◆ **To do**: Your answer should be every line of the entries that has the string "port" in it.

##### Task input #####

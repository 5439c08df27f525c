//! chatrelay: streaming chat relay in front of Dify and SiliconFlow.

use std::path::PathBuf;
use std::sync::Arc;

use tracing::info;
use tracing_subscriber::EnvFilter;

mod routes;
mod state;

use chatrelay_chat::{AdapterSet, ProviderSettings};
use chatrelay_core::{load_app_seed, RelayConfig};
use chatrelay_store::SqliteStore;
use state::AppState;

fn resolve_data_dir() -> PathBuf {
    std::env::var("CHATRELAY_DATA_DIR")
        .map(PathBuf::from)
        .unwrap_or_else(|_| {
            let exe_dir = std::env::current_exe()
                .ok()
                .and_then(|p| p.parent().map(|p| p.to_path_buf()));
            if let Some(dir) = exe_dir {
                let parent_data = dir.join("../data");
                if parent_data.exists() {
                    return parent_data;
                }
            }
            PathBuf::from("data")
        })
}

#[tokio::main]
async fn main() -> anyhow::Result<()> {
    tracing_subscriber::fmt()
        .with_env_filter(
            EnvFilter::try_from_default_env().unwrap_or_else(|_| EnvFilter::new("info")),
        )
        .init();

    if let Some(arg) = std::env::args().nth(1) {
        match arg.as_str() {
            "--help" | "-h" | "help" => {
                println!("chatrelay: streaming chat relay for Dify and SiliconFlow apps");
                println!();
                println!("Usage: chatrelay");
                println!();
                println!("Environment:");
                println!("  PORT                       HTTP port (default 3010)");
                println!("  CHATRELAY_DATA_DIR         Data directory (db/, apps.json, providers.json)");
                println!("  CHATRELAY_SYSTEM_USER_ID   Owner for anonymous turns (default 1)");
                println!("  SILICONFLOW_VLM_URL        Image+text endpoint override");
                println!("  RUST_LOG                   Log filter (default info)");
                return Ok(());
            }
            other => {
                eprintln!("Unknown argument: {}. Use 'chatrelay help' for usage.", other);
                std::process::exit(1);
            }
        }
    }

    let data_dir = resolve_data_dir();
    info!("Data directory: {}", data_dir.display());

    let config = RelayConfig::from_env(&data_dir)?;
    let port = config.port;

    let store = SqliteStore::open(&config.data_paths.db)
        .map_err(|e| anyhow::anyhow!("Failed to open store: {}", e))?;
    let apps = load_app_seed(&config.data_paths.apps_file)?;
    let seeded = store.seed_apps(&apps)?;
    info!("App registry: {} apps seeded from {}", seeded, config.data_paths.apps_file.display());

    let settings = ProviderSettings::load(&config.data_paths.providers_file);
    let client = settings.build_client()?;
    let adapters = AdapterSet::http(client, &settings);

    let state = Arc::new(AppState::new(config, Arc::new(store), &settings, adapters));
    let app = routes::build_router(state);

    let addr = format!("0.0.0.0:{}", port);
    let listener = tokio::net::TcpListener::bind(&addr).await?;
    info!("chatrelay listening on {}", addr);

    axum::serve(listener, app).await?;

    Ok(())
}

#####

◆ **Answer box**:
                println!("  PORT                       HTTP port (default 3010)");
    let port = config.port;
    let addr = format!("0.0.0.0:{}", port);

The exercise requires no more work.